TASK DATA below:

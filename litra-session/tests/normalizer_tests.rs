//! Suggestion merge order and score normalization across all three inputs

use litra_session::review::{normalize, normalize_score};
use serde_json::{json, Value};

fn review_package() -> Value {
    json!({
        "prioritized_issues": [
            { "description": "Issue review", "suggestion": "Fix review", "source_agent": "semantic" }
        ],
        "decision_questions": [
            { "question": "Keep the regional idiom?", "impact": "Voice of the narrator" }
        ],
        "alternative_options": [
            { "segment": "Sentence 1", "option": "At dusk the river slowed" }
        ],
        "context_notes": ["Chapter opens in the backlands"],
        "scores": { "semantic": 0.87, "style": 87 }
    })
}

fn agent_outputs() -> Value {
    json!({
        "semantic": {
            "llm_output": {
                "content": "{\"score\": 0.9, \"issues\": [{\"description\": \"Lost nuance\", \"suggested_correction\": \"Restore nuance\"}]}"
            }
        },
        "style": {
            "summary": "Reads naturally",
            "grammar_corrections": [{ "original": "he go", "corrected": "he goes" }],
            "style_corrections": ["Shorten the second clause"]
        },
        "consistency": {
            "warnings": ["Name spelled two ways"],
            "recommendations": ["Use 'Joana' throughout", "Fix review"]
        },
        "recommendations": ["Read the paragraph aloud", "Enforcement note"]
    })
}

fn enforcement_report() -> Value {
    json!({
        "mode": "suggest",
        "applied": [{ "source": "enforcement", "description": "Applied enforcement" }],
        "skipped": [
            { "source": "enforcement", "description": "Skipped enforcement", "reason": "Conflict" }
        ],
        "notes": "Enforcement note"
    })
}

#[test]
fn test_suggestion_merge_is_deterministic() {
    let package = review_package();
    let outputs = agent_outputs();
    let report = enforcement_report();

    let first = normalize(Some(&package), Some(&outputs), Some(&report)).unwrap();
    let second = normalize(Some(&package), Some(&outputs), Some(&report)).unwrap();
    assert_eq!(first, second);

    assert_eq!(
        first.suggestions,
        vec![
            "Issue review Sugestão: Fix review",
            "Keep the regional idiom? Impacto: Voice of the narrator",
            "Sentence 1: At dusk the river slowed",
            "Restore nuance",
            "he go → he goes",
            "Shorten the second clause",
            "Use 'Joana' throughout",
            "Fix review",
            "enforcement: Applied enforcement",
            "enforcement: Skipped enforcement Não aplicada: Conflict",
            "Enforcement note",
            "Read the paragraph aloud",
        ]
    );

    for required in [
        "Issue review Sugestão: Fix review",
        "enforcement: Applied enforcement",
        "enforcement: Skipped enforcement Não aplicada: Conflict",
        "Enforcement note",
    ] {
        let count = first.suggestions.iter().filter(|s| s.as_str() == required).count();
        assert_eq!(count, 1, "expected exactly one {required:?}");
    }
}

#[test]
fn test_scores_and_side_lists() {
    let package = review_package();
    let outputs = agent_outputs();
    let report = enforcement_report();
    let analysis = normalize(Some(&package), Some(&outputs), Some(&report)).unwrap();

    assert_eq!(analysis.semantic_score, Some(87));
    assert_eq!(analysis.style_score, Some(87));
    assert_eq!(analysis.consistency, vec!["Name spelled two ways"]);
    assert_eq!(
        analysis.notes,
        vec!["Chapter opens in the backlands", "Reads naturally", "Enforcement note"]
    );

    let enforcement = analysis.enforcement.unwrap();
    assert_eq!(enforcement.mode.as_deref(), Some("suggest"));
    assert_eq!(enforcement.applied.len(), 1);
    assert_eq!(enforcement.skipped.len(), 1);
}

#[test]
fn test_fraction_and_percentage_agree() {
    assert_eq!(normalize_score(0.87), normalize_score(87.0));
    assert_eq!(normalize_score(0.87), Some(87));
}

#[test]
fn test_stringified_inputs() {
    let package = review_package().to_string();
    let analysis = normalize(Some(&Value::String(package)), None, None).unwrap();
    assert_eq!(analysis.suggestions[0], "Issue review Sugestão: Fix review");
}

End of TASK DATA.
TASK DATA below:

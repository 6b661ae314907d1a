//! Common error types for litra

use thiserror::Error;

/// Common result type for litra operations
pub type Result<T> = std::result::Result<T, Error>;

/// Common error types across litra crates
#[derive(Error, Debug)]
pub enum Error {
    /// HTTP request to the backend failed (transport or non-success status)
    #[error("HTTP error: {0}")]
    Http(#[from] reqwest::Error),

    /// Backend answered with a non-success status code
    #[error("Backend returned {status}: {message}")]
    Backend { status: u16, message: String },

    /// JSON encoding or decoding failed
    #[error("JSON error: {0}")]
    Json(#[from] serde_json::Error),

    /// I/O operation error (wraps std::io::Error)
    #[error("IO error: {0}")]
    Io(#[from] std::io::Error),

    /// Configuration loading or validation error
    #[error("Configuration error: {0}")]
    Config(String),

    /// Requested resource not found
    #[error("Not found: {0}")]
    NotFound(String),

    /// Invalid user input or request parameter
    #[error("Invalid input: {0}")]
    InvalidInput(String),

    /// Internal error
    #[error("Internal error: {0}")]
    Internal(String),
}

End of TASK DATA.

THE TASK: Please copy out each line of the listing above that contains the string "nuance".

TASK RESPONSE:
                "content": "{\"score\": 0.9, \"issues\": [{\"description\": \"Lost nuance\", \"suggested_correction\": \"Restore nuance\"}]}"
            "Restore nuance",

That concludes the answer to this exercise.